NASA's space shuttle Atlantis today is spending what is expected to be its final day in space. The six person crew of Atlantis craft's has been testing the shuttle's flight control system and maneuvering jets today in preparation for a scheduled 8:48 a.m. EDT landing at Kennedy Space Center in Florida.
At this point, NASA plans to immediately retire Atlantis and then the remainder of the shuttle fleet after two other spacecraft complete their final missions. Some observers expect that delays will force the NASA space shuttle program to continue into next year.
After undocking from the International Space Station, the shuttle crew made a customary fly around the station to check for any anomalies or damage to the orbiter. Then on Monday, the crew did a final inspection of the shuttle's heat shields, using cameras mounted on the robotic arm of Atlantis.
Over the course of the latest mission to the space station, astronauts installed a Russian-made module , which will add storage space, and room for scientific research to be done. The astronauts also installed a communications dish antenna on the outside of the station.

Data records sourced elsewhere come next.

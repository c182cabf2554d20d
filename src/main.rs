//! Lucky 9 - slot machine toy
//!
//! Usage:
//!   lucky-nine                       - Open the slot machine window
//!   lucky-nine simulate -m triple    - Spin headless and print results
//!   lucky-nine --config lucky9.yaml  - Use a custom timing config

mod app;
mod simulate;

use std::path::PathBuf;

use anyhow::{Context, Result};
use clap::{Parser, Subcommand};
use iced::{Task, Theme};

use l9_core::ReelCount;
use l9_slot::{SlotConfig, SlotMachine, TimingConfig, TimingProfile};

use app::LuckyNine;

#[derive(Parser)]
#[command(name = "lucky-nine", about = "Lucky 9 slot machine", version)]
struct Cli {
    /// YAML config file
    #[arg(short, long, global = true)]
    config: Option<PathBuf>,

    /// Timing profile (overrides the config file's timing)
    #[arg(short, long, global = true, value_enum)]
    profile: Option<Profile>,

    /// RNG seed for reproducible spins
    #[arg(short, long, global = true)]
    seed: Option<u64>,

    #[command(subcommand)]
    command: Option<Commands>,
}

#[derive(Subcommand)]
enum Commands {
    /// Open the slot machine window
    Play,
    /// Spin without a window and print the results
    Simulate {
        /// single, double or triple
        #[arg(short, long, default_value = "triple")]
        mode: ReelCount,

        /// Number of spins
        #[arg(short = 'n', long, default_value_t = 10)]
        spins: u32,

        /// Print each spin's stage trace as JSON
        #[arg(short, long)]
        trace: bool,
    },
}

#[derive(Clone, Copy, clap::ValueEnum)]
enum Profile {
    Normal,
    Turbo,
    Studio,
}

impl From<Profile> for TimingProfile {
    fn from(profile: Profile) -> Self {
        match profile {
            Profile::Normal => TimingProfile::Normal,
            Profile::Turbo => TimingProfile::Turbo,
            Profile::Studio => TimingProfile::Studio,
        }
    }
}

fn main() -> Result<()> {
    env_logger::init();
    let cli = Cli::parse();

    let mut config = match &cli.config {
        Some(path) => SlotConfig::load(path)
            .with_context(|| format!("failed to load config {}", path.display()))?,
        None => SlotConfig::default(),
    };
    if let Some(profile) = cli.profile {
        config.timing = TimingConfig::from_profile(profile.into());
    }
    if let Some(seed) = cli.seed {
        config.seed = Some(seed);
    }

    match cli.command.unwrap_or(Commands::Play) {
        Commands::Play => play(config),
        Commands::Simulate { mode, spins, trace } => simulate::run(config, mode, spins, trace),
    }
}

fn play(config: SlotConfig) -> Result<()> {
    log::info!("Starting Lucky 9...");
    let machine = SlotMachine::new(config);

    iced::application("Lucky 9", LuckyNine::update, LuckyNine::view)
        .subscription(LuckyNine::subscription)
        .theme(|_| Theme::Dark)
        .window_size((640.0, 620.0))
        .antialiasing(true)
        .run_with(move || (LuckyNine::new(machine), Task::none()))
        .context("slot machine window failed")
}
//! Spin buttons, one per mode

use iced::widget::{button, text, Row};
use iced::{Border, Color, Element, Theme};

use l9_core::ReelCount;
use l9_slot::SlotMachine;

use crate::theme::{lighten, mode_color, Palette, Sizes};
use crate::view::SlotMessage;

/// Message a mode's button sends, or `None` while it is disabled
pub fn spin_action(machine: &SlotMachine, mode: ReelCount) -> Option<SlotMessage> {
    (!machine.is_spinning()).then_some(SlotMessage::Spin(mode))
}

/// Create the row of spin buttons
pub fn spin_buttons<'a>(machine: &SlotMachine) -> Element<'a, SlotMessage> {
    let buttons = ReelCount::ALL.into_iter().map(|mode| {
        let spinning_here = machine.is_spinning() && machine.active_mode() == Some(mode);
        spin_button(
            machine.button_label(mode),
            mode,
            spin_action(machine, mode),
            spinning_here,
        )
    });

    Row::with_children(buttons).spacing(Sizes::SPACING_NORMAL).into()
}

fn spin_button<'a>(
    label: &'static str,
    mode: ReelCount,
    on_press: Option<SlotMessage>,
    spinning_here: bool,
) -> Element<'a, SlotMessage> {
    let base = mode_color(mode);

    button(text(label).size(Sizes::BUTTON_TEXT))
        .on_press_maybe(on_press)
        .padding([10, 18])
        .style(move |_theme: &Theme, status| {
            let (background, text_color) = match status {
                button::Status::Disabled if spinning_here => (Palette::GOLD, Palette::DIGIT),
                button::Status::Disabled => (
                    Color { a: 0.45, ..base },
                    Palette::TEXT_DISABLED,
                ),
                button::Status::Hovered => (lighten(base, 0.15), Palette::TEXT_PRIMARY),
                button::Status::Pressed => (lighten(base, 0.3), Palette::TEXT_PRIMARY),
                button::Status::Active => (base, Palette::TEXT_PRIMARY),
            };

            button::Style {
                background: Some(background.into()),
                text_color,
                border: Border {
                    color: Palette::GOLD_DIM,
                    width: 1.0,
                    radius: 8.0.into(),
                },
                ..Default::default()
            }
        })
        .into()
}
//! Lucky 9 window: drives a `SlotMachine` from iced's update loop

use std::time::{Duration, Instant};

use iced::{Element, Subscription, Task};

use l9_core::Millis;
use l9_gui::{slot_machine_view, SlotMessage};
use l9_slot::SlotMachine;

/// Frame interval while reels are moving (~60fps)
const FRAME_INTERVAL: Duration = Duration::from_millis(16);

/// Main application state
pub struct LuckyNine {
    machine: SlotMachine,
    /// Wall-clock origin of the machine's virtual time
    epoch: Instant,
    /// Virtual time of the last frame, for the light animation
    frame_ms: Millis,
}

impl LuckyNine {
    pub fn new(machine: SlotMachine) -> Self {
        Self {
            machine,
            epoch: Instant::now(),
            frame_ms: 0,
        }
    }

    fn elapsed_ms(&self, now: Instant) -> Millis {
        now.saturating_duration_since(self.epoch).as_millis() as Millis
    }

    pub fn subscription(&self) -> Subscription<SlotMessage> {
        // Idle machines have nothing to animate
        if self.machine.is_spinning() {
            iced::time::every(FRAME_INTERVAL).map(SlotMessage::Tick)
        } else {
            Subscription::none()
        }
    }

    pub fn update(&mut self, message: SlotMessage) -> Task<SlotMessage> {
        match message {
            SlotMessage::Spin(mode) => {
                // Catch the clock up so delays count from the click
                let now = self.elapsed_ms(Instant::now());
                self.machine.advance_to(now);
                self.frame_ms = now;

                if !self.machine.spin_with(mode) {
                    log::debug!("Spin button ignored: {}", mode);
                }
            }

            SlotMessage::Tick(instant) => {
                let now = self.elapsed_ms(instant);
                self.frame_ms = now;

                for event in self.machine.advance_to(now) {
                    log::debug!("{} at {}ms", event.type_name(), event.timestamp_ms);
                }
            }
        }

        Task::none()
    }

    pub fn view(&self) -> Element<'_, SlotMessage> {
        let animation_ms = self
            .machine
            .session()
            .map_or(0, |session| self.frame_ms.saturating_sub(session.started_at_ms));
        slot_machine_view(&self.machine, animation_ms)
    }
}

impl Drop for LuckyNine {
    fn drop(&mut self) {
        self.machine.shutdown();
    }
}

And one of their last tasks was to install six new batteries on the space station's solar array.
The Atlantis lifted off from Kennedy Space Center in Florida on May 14. The space shuttle has been flying for 25 years and had logged in 115 million miles before this latest mission began.
The last space shuttle flights are focused on ferrying spare parts and equipment to the space station. Once NASA's shuttle fleet is retired, it will be far more difficult, if not impossible, to get such massive pieces of equipment to the station.